Jonathan Abrams’s Boys Among Men—about the recently bygone era of high school students going straight to the NBA—is being released in paperback just in time for March Madness. Even while I was engrossed in the book itself, I kept blanking on the name, wanting to call it “Boys to Men,” while knowing this was incorrect. At first, I thought this was because the crooning pop group Boyz II Men had made a stronger impression on me than I ever knew. Only after I finished the book did I start to understand why I may have had this difficulty.

Abrams opens with a scene from the neolithic era of the NBA (and its now defunct rival, the ABA): it’s 1974, and a representative of the ABA’s Utah Stars “carefully placed a pile of 100 dollar bills on the orange crate that doubled as the dining room table in Mary Malone’s living room.” The Malone household has holes in the walls where the rain comes in.
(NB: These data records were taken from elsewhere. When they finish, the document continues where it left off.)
//! Compute inventory and resource accounting.
//!
//! - [`WorkerNode`] / [`NodeResources`]: per-node capacity, usage and health
//! - [`ResourcePool`]: registration, scored allocation, release, health
//!   derivation, alerting and elastic scaling

pub mod node;
pub mod pool;

pub use node::{HealthStatus, NodeResources, ResourceCounter, ResourceRequirements, WorkerNode};
pub use pool::{PoolSummary, ResourceAllocation, ResourcePool, Utilization, ELASTIC_TAG};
It’s located in the small town of Petersburg, Virginia, which was once “a civil war conflict zone.” This is the residence of Moses Malone, high school phenom, who the team is trying to entice even though he had already committed to playing at the University of Maryland. There was twenty-five grand on the table, cash. Plus, they promised to fix up the house. 

Malone stuck with his Maryland commitment. But five days into his college life, Malone—unwilling to rouse himself at the required early hour—declared, “Big Mo going pro,” and signed for $3 million.  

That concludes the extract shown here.